Objective: This study evaluates the effects of diltiazem administered during reperfusion on hemodynamic, metabolic, and ultrastructural postischemic outcome.
Methods: Hearts of 38 adult White New Zealand rabbits underwent 60 min of global cold ischemia followed by 40 min of reperfusion in an erythrocyte perfused isolated working heart model. Hearts were randomly assigned to four groups and received diltiazem (0.1, 0.25, and 0.5 micromol/l) during reperfusion only, or served as control.

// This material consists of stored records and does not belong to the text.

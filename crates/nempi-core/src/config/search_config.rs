use serde::{Deserialize, Serialize};

use super::defaults;

/// Structure search configuration.
#[derive(Debug, Clone, Serialize, Deserialize)]
#[serde(default)]
pub struct SearchConfig {
    /// Maximum accepted moves per search call.
    pub max_steps: usize,
    /// A move must beat the current score by more than this to be accepted.
    pub min_improvement: f64,
    /// Score candidate moves and E-gene rows with rayon.
    pub parallel: bool,
}

impl Default for SearchConfig {
    fn default() -> Self {
        Self {
            max_steps: defaults::DEFAULT_MAX_SEARCH_STEPS,
            min_improvement: defaults::DEFAULT_MIN_IMPROVEMENT,
            parallel: defaults::DEFAULT_PARALLEL_SEARCH,
        }
    }
}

Results: The postischemic time courses of heart rate, aortic flow, and external stroke work clearly reflected the dose-dependent negative chronotropic and inotropic efficacy of diltiazem in the two higher concentrations. High energy phosphates (HEP) determined from myocardial biopsies taken after 40 min of reperfusion were significantly better preserved in all treatment groups compared to control hearts. Similarly ultrastructural grading of mitochondria and myofilaments revealed a significant reduction of reperfusion injury in hearts that received diltiazem compared to control.
Conclusions: Diltiazem protects mitochondrial integrity and function, thereby preserving myocardial HEP levels. Only low dose diltiazem (0.1 micromol/l) during reperfusion combines both, optimal mitochondrial preservation with minimal changes in hemodynamics.